Problem details
Look through the entries below and report every line that has "STANDARD".

*** Opening of Records for this exercise ***

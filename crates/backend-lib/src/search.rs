// ============================
// mdwiki-backend-lib/src/search.rs
// ============================
//! Relevance scoring over the full page set.
//!
//! Queries carry three term lists. AND terms establish each document's base
//! score and drop non-matching documents, OR terms add to the score, NOT
//! terms subtract and drop documents that fall to zero or below. This is
//! additive point scoring, not boolean filtering: a document rich in NOT
//! terms can survive if its positive score is high enough.
//!
//! Scoring is a linear scan; each stage maps over the surviving documents
//! with bounded concurrency, and stages run in sequence because every stage
//! reads the running totals of the one before it.
use crate::config::SearchSettings;
use crate::metrics as metric_keys;
use futures_util::{stream, StreamExt};
use mdwiki_common::Page;
use metrics::counter;
use std::sync::Arc;

/// Weight of a title occurrence relative to a content occurrence
const TITLE_WEIGHT: i64 = 2;

/// Parsed query: three term groups, compared case-insensitively
#[derive(Debug, Clone, Default, PartialEq, Eq)]
pub struct SearchQuery {
    pub and_terms: Vec<String>,
    pub or_terms: Vec<String>,
    pub not_terms: Vec<String>,
}

impl SearchQuery {
    /// Split a raw query string. A leading `-` marks a NOT term (the marker
    /// is stripped); every other fragment is an AND term. No splitter syntax
    /// produces OR terms; the list stays in the interface for callers that
    /// build queries directly.
    pub fn parse(raw: &str) -> Self {
        let mut query = SearchQuery::default();
        // split_whitespace also covers the ideographic space the search
        // form submits as-is
        for fragment in raw.split_whitespace() {
            match fragment.strip_prefix('-') {
                Some(term) if !term.is_empty() => query.not_terms.push(term.to_string()),
                Some(_) => {},
                None => query.and_terms.push(fragment.to_string()),
            }
        }
        query
    }

    pub fn is_empty(&self) -> bool {
        self.and_terms.is_empty() && self.or_terms.is_empty() && self.not_terms.is_empty()
    }
}

/// A page together with its running relevance points
#[derive(Debug, Clone)]
pub struct ScoredPage {
    pub page: Page,
    pub points: i64,
}

#[derive(Debug, Clone, Copy, PartialEq, Eq)]
enum Stage {
    /// AND: add the score, then drop documents at zero or below
    Require,
    /// OR: add the score, keep everything
    Boost,
    /// NOT: subtract the score, then drop documents at zero or below
    Penalize,
}

impl Stage {
    fn drops(self) -> bool {
        matches!(self, Stage::Require | Stage::Penalize)
    }
}

/// Ranking engine over an in-memory page list
pub struct SearchEngine {
    concurrency: usize,
    rank_descending: bool,
}

impl SearchEngine {
    pub fn new(opts: &SearchSettings) -> Self {
        Self {
            concurrency: opts.concurrency.max(1),
            rank_descending: opts.rank_descending,
        }
    }

    /// Score `pages` against `query` and return the ranked survivors.
    ///
    /// The final order is ascending by points unless configured otherwise,
    /// so the weakest surviving match comes first by default.
    pub async fn search(&self, pages: Vec<Page>, query: &SearchQuery) -> Vec<ScoredPage> {
        counter!(metric_keys::SEARCH_RUN).increment(1);

        let mut target: Vec<ScoredPage> = pages
            .into_iter()
            .map(|page| ScoredPage { page, points: 0 })
            .collect();

        if !query.and_terms.is_empty() {
            target = self.stage(target, &query.and_terms, Stage::Require).await;
        }
        if !query.or_terms.is_empty() {
            target = self.stage(target, &query.or_terms, Stage::Boost).await;
        }
        if !query.not_terms.is_empty() {
            target = self.stage(target, &query.not_terms, Stage::Penalize).await;
        }

        if self.rank_descending {
            target.sort_by(|a, b| b.points.cmp(&a.points));
        } else {
            target.sort_by(|a, b| a.points.cmp(&b.points));
        }
        target
    }

    /// One scoring pass: map every surviving document through the stage's
    /// adjustment on a bounded concurrent scan, preserving input order.
    async fn stage(&self, input: Vec<ScoredPage>, terms: &[String], stage: Stage) -> Vec<ScoredPage> {
        let terms: Arc<Vec<String>> = Arc::new(terms.iter().map(|t| t.to_lowercase()).collect());

        let jobs = input.into_iter().map(|mut item| {
            let terms = Arc::clone(&terms);
            async move {
                tokio::task::spawn_blocking(move || {
                    let score = weighted_occurrences(&item.page, &terms);
                    match stage {
                        Stage::Require | Stage::Boost => item.points += score,
                        Stage::Penalize => item.points -= score,
                    }
                    item
                })
                .await
            }
        });

        stream::iter(jobs)
            .buffered(self.concurrency)
            .collect::<Vec<_>>()
            .await
            .into_iter()
            .filter_map(|joined| match joined {
                Ok(item) => Some(item),
                Err(e) => {
                    tracing::error!("scoring task failed: {e}");
                    None
                },
            })
            .filter(|item| !stage.drops() || item.points > 0)
            .collect()
    }
}

/// Weighted occurrence count of all terms in one document:
/// title matches count double, content matches count single.
fn weighted_occurrences(page: &Page, terms: &[String]) -> i64 {
    let title = page.title.to_lowercase();
    let content = page.content.to_lowercase();
    let title_hits: i64 = terms.iter().map(|t| occurrences(&title, t)).sum();
    let content_hits: i64 = terms.iter().map(|t| occurrences(&content, t)).sum();
    title_hits * TITLE_WEIGHT + content_hits
}

/// Non-overlapping substring occurrences
fn occurrences(haystack: &str, needle: &str) -> i64 {
    if needle.is_empty() {
        return 0;
    }
    haystack.matches(needle).count() as i64
}
// ============================
// mdwiki-backend-lib/src/auth/password.rs
// ============================
//! Password hashing and verification.
//!
//! The scheme is deliberately deterministic: the salts are derived from the
//! plaintext itself (its base-16/32/64/85 encodings), so equal passwords
//! always produce equal hashes and verification is a string comparison.
//! Every hash carries a leading `$N$` version tag.
use base64::{engine::general_purpose::STANDARD, Engine as _};
use data_encoding::{BASE32, HEXLOWER, HEXUPPER};
use regex::Regex;
use sha2::{Digest, Sha512};
use std::sync::LazyLock;

/// Number of stretching rounds applied to every password
pub const STRETCH_COUNT: usize = 10_000;

/// Version tag of the current scheme
const VERSION_TAG: &str = "$1$";

static VERSION_RE: LazyLock<Regex> =
    LazyLock::new(|| Regex::new(r"^\$(\d+)\$.+").expect("static version regex"));

/// Hash a plaintext password.
///
/// Four salt variants come from encoding the plaintext; each round picks one
/// round-robin, interleaves it with the running digest three times and
/// re-hashes with SHA-512.
pub fn compute_hash(plain: &str) -> String {
    let bytes = plain.as_bytes();
    let salts = [
        HEXUPPER.encode(bytes),
        BASE32.encode(bytes),
        STANDARD.encode(bytes),
        base85::encode(bytes),
    ];

    let mut data = plain.to_string();
    for i in 0..STRETCH_COUNT {
        let salt = salts[i % salts.len()].as_bytes();
        let mut hasher = Sha512::new();
        hasher.update(data.as_bytes());
        hasher.update(salt);
        hasher.update(data.as_bytes());
        hasher.update(salt);
        hasher.update(data.as_bytes());
        hasher.update(salt);
        data = HEXLOWER.encode(&hasher.finalize());
    }

    format!("{VERSION_TAG}{data}")
}

/// Parse the `$N$` version tag of a hash; `None` when absent or malformed.
///
/// Callers that accept a password value must check this before hashing so an
/// already-hashed value is never hashed twice.
pub fn hash_version(hash: &str) -> Option<String> {
    VERSION_RE
        .captures(hash)
        .map(|caps| caps[1].to_string())
}

/// Hash `value` unless it already carries a version tag
pub fn hash_if_plain(value: &str) -> String {
    if hash_version(value).is_some() {
        value.to_string()
    } else {
        compute_hash(value)
    }
}

#[cfg(test)]
mod tests {
    use super::*;

    #[test]
    fn hash_is_versioned_and_deterministic() {
        let hash = compute_hash("correct horse battery staple");
        assert!(hash.starts_with("$1$"));
        assert_eq!(hash_version(&hash).as_deref(), Some("1"));
        assert_eq!(hash, compute_hash("correct horse battery staple"));
        assert_ne!(hash, compute_hash("correct horse battery stapl"));
    }

    #[test]
    fn version_rejects_plaintext_and_malformed_tags() {
        assert_eq!(hash_version("hunter2"), None);
        assert_eq!(hash_version("$$abc"), None);
        assert_eq!(hash_version("$1$"), None);
        assert_eq!(hash_version("$12$deadbeef").as_deref(), Some("12"));
    }

    #[test]
    fn hash_if_plain_is_idempotent() {
        let once = hash_if_plain("secret");
        let twice = hash_if_plain(&once);
        assert_eq!(once, twice);
    }
}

*** Close of Records for this exercise ***

Exercise solution
use base64::{engine::general_purpose::STANDARD, Engine as _};
        STANDARD.encode(bytes),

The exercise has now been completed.